– Conti congelati per 2,8 milioni, le difese impugnano il sequestro.
Hanno fatto ricorso al tribunale del Riesame le difese di due dei sei denunciati per una frode da quattro milioni di euro.
L’indagine, coordinata dal pm Renzo Petroselli, è stata portata avanti dalla guardia di finanza.
Dei sei solo uno è viterbese. Un piccolo imprenditore che, secondo gli accertamenti delle fiamme gialle, avrebbe emesso una serie di fatture false per prestazioni e forniture inesistenti.
L’operazione permetteva alle società destinatarie, quasi tutte romane e operanti nei settori edile e ferroviario, di abbattere il carico fiscale. Lo stratagemma, in breve, era pensato per pagare meno imposte.
L’imprenditore viterbese, secondo la finanza, riceveva bonifici bancari e restituiva tutti gli importi ricevuti, trattenendo per sé il 50 per cento dell’Iva.
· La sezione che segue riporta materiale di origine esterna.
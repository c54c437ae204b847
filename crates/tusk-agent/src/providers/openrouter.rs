//! OpenRouter backend
//!
//! Speaks the OpenAI-compatible chat/completions format with function
//! tools. OpenRouter reports request cost in its usage block, so this is
//! the provider with full session-cost accounting.

use std::time::Duration;

use anyhow::{Context, Result};
use async_trait::async_trait;
use serde::{Deserialize, Serialize};
use serde_json::{Map, Value};
use tracing::warn;

use crate::backend::{BackendReply, ChatBackend};
use crate::types::{Message, ToolCall, ToolSpec, Usage};

const OPENROUTER_API_URL: &str = "https://openrouter.ai/api/v1/chat/completions";
const DEFAULT_MODEL: &str = "anthropic/claude-3.5-sonnet";
const REQUEST_TIMEOUT: Duration = Duration::from_secs(120);

/// OpenRouter chat backend
pub struct OpenRouterBackend {
    name: String,
    api_key: String,
    model: String,
    max_tokens: u32,
    temperature: f32,
    http_client: reqwest::Client,
}

impl OpenRouterBackend {
    pub fn new(api_key: String, model: impl Into<String>) -> Self {
        let model = model.into();
        Self {
            name: format!("OpenRouter ({model})"),
            api_key,
            model,
            max_tokens: 8192,
            temperature: 0.7,
            http_client: reqwest::Client::new(),
        }
    }

    /// Build from `OPENROUTER_API_KEY`, honoring the `OPENROUTER_MODEL`
    /// override. `None` when the key is absent.
    pub fn from_env() -> Option<Self> {
        let api_key = std::env::var("OPENROUTER_API_KEY").ok()?;
        let model =
            std::env::var("OPENROUTER_MODEL").unwrap_or_else(|_| DEFAULT_MODEL.to_string());
        Some(Self::new(api_key, model))
    }

    pub fn with_max_tokens(mut self, max_tokens: u32) -> Self {
        self.max_tokens = max_tokens;
        self
    }

    pub fn with_temperature(mut self, temperature: f32) -> Self {
        self.temperature = temperature;
        self
    }
}

impl std::fmt::Debug for OpenRouterBackend {
    fn fmt(&self, f: &mut std::fmt::Formatter<'_>) -> std::fmt::Result {
        f.debug_struct("OpenRouterBackend")
            .field("model", &self.model)
            .field("max_tokens", &self.max_tokens)
            .field("temperature", &self.temperature)
            .finish()
    }
}

#[async_trait]
impl ChatBackend for OpenRouterBackend {
    fn name(&self) -> &str {
        &self.name
    }

    async fn send(&self, messages: &[Message], tools: &[ToolSpec]) -> Result<BackendReply> {
        let request = ChatRequest {
            model: self.model.clone(),
            messages: messages.iter().map(WireMessage::from).collect(),
            max_tokens: self.max_tokens,
            temperature: self.temperature,
            tools: tools.iter().map(WireTool::from).collect(),
        };

        let response = self
            .http_client
            .post(OPENROUTER_API_URL)
            .timeout(REQUEST_TIMEOUT)
            .header("Authorization", format!("Bearer {}", self.api_key))
            .header("Content-Type", "application/json")
            .header("HTTP-Referer", "https://github.com/tusk-tools/tusk")
            .header("X-Title", "Tusk")
            .json(&request)
            .send()
            .await
            .context("Failed to send request to OpenRouter")?;

        let status = response.status();
        if !status.is_success() {
            let error_text = response.text().await.unwrap_or_default();
            anyhow::bail!("OpenRouter API error ({}): {}", status, error_text);
        }

        let completion: ChatResponse = response
            .json()
            .await
            .context("Failed to parse OpenRouter response")?;

        // Some gateways return 200 with the error in the body
        if let Some(err) = completion.error {
            anyhow::bail!("OpenRouter API error: {} (code: {})", err.message, err.code);
        }

        let choice = completion
            .choices
            .into_iter()
            .next()
            .ok_or_else(|| anyhow::anyhow!("no response from model"))?;

        let tool_calls = choice
            .message
            .tool_calls
            .into_iter()
            .map(|tc| {
                let arguments = match serde_json::from_str(&tc.function.arguments) {
                    Ok(Value::Object(map)) => map,
                    Ok(_) | Err(_) => {
                        warn!(tool = %tc.function.name, "unparseable tool arguments");
                        Map::new()
                    }
                };
                ToolCall {
                    id: tc.id,
                    name: tc.function.name,
                    arguments,
                }
            })
            .collect();

        let usage = completion
            .usage
            .map(|u| Usage {
                input_tokens: u.prompt_tokens,
                output_tokens: u.completion_tokens,
                total_tokens: u.total_tokens,
                cost: u.cost,
            })
            .unwrap_or_default();

        Ok(BackendReply {
            text: choice.message.content.unwrap_or_default(),
            tool_calls,
            finish_reason: choice.finish_reason.unwrap_or_default(),
            usage,
        })
    }
}

#[derive(Debug, Serialize)]
struct ChatRequest {
    model: String,
    messages: Vec<WireMessage>,
    max_tokens: u32,
    temperature: f32,
    #[serde(skip_serializing_if = "Vec::is_empty")]
    tools: Vec<WireTool>,
}

#[derive(Debug, Serialize, Deserialize)]
struct WireMessage {
    role: String,
    /// `null` on assistant tool-call replies, hence the Option
    #[serde(default)]
    content: Option<String>,
    #[serde(default, skip_serializing_if = "Vec::is_empty")]
    tool_calls: Vec<WireToolCall>,
    #[serde(default, skip_serializing_if = "Option::is_none")]
    tool_call_id: Option<String>,
}

impl From<&Message> for WireMessage {
    fn from(msg: &Message) -> Self {
        Self {
            role: msg.role.as_str().to_string(),
            content: Some(msg.content.clone()),
            tool_calls: msg
                .tool_calls
                .iter()
                .map(|tc| WireToolCall {
                    id: tc.id.clone(),
                    kind: "function".to_string(),
                    function: WireFunctionCall {
                        name: tc.name.clone(),
                        arguments: Value::Object(tc.arguments.clone()).to_string(),
                    },
                })
                .collect(),
            tool_call_id: msg.tool_call_id.clone(),
        }
    }
}

#[derive(Debug, Serialize, Deserialize)]
struct WireToolCall {
    id: String,
    #[serde(rename = "type")]
    kind: String,
    function: WireFunctionCall,
}

#[derive(Debug, Serialize, Deserialize)]
struct WireFunctionCall {
    name: String,
    /// Arguments arrive and leave as a JSON-encoded string
    arguments: String,
}

#[derive(Debug, Serialize)]
struct WireTool {
    #[serde(rename = "type")]
    kind: &'static str,
    function: WireFunction,
}

#[derive(Debug, Serialize)]
struct WireFunction {
    name: String,
    description: String,
    #[serde(skip_serializing_if = "Option::is_none")]
    parameters: Option<Value>,
}

impl From<&ToolSpec> for WireTool {
    fn from(spec: &ToolSpec) -> Self {
        Self {
            kind: "function",
            function: WireFunction {
                name: spec.name.clone(),
                description: spec.description.clone(),
                parameters: spec.parameters_schema(),
            },
        }
    }
}

#[derive(Debug, Deserialize)]
struct ChatResponse {
    #[serde(default)]
    choices: Vec<ChatChoice>,
    #[serde(default)]
    usage: Option<WireUsage>,
    #[serde(default)]
    error: Option<ApiError>,
}

#[derive(Debug, Deserialize)]
struct ChatChoice {
    message: WireMessage,
    finish_reason: Option<String>,
}

#[derive(Debug, Deserialize)]
struct WireUsage {
    #[serde(default)]
    prompt_tokens: u64,
    #[serde(default)]
    completion_tokens: u64,
    #[serde(default)]
    total_tokens: u64,
    #[serde(default)]
    cost: f64,
}

#[derive(Debug, Deserialize)]
struct ApiError {
    message: String,
    #[serde(default)]
    code: Value,
}

#[cfg(test)]
mod tests {
    use super::*;
    use crate::types::ToolParam;

    #[test]
    fn zero_param_tool_serializes_without_parameters() {
        let spec = ToolSpec {
            name: "projects".into(),
            description: "List all projects".into(),
            params: None,
        };
        let wire = WireTool::from(&spec);
        let json = serde_json::to_value(&wire).unwrap();
        assert_eq!(json["type"], "function");
        assert!(json["function"].get("parameters").is_none());
    }

    #[test]
    fn tool_with_params_serializes_schema() {
        let spec = ToolSpec {
            name: "done".into(),
            description: "Mark a task as done".into(),
            params: Some(vec![ToolParam {
                name: "task_id".into(),
                description: "The task".into(),
                required: true,
            }]),
        };
        let json = serde_json::to_value(WireTool::from(&spec)).unwrap();
        assert_eq!(json["function"]["parameters"]["type"], "object");
        assert_eq!(
            json["function"]["parameters"]["required"],
            serde_json::json!(["task_id"])
        );
    }

    #[test]
    fn assistant_tool_calls_round_trip_as_strings() {
        let mut args = Map::new();
        args.insert("name".into(), Value::String("Work".into()));
        let msg = Message {
            role: crate::types::Role::Assistant,
            content: String::new(),
            tool_calls: vec![ToolCall {
                id: "call-1".into(),
                name: "project".into(),
                arguments: args,
            }],
            tool_call_id: None,
        };
        let wire = WireMessage::from(&msg);
        assert_eq!(wire.tool_calls[0].kind, "function");
        let parsed: Value = serde_json::from_str(&wire.tool_calls[0].function.arguments).unwrap();
        assert_eq!(parsed["name"], "Work");
    }

    #[test]
    fn null_content_tool_call_reply_parses() {
        // OpenAI-compatible replies carry content: null on tool-call turns
        let body = r#"{
            "choices": [{
                "message": {
                    "role": "assistant",
                    "content": null,
                    "tool_calls": [{"id": "call-1", "type": "function",
                        "function": {"name": "projects", "arguments": "{}"}}]
                },
                "finish_reason": "tool_calls"
            }],
            "usage": {"prompt_tokens": 10, "completion_tokens": 2, "total_tokens": 12}
        }"#;
        let resp: ChatResponse = serde_json::from_str(body).unwrap();
        let choice = &resp.choices[0];
        assert!(choice.message.content.is_none());
        assert_eq!(choice.message.tool_calls[0].function.name, "projects");
        assert_eq!(resp.usage.unwrap().prompt_tokens, 10);
    }

    #[test]
    fn error_body_with_numeric_code_parses() {
        let body = r#"{"error": {"message": "rate limited", "code": 429}}"#;
        let resp: ChatResponse = serde_json::from_str(body).unwrap();
        let err = resp.error.unwrap();
        assert_eq!(err.message, "rate limited");
        assert_eq!(err.code, serde_json::json!(429));
    }
}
Un guadagno netto, considerando che, dagli accertamenti dei finanzieri, è emerso che le società a lui riconducibili non avrebbero versato all’erario alcuna imposta.
La presunta frode è stata quantificata dagli inquirenti in quattro milioni di euro.
Il gip di Viterbo Francesco Rigato ha ritenuto insussistenti le ipotesi di associazione a delinquere e riciclaggio, formulate dal pm. Per le altre ha disposto il sequestro preventivo dei conti di un paio di indagati per 2,8 milioni di euro.
Sul ricorso avanzato dall’avvocato Marco Russo e dai colleghi, il Riesame si è riservato. La decisione dei giudici viterbesi potrebbe arrivare entro pochi giorni.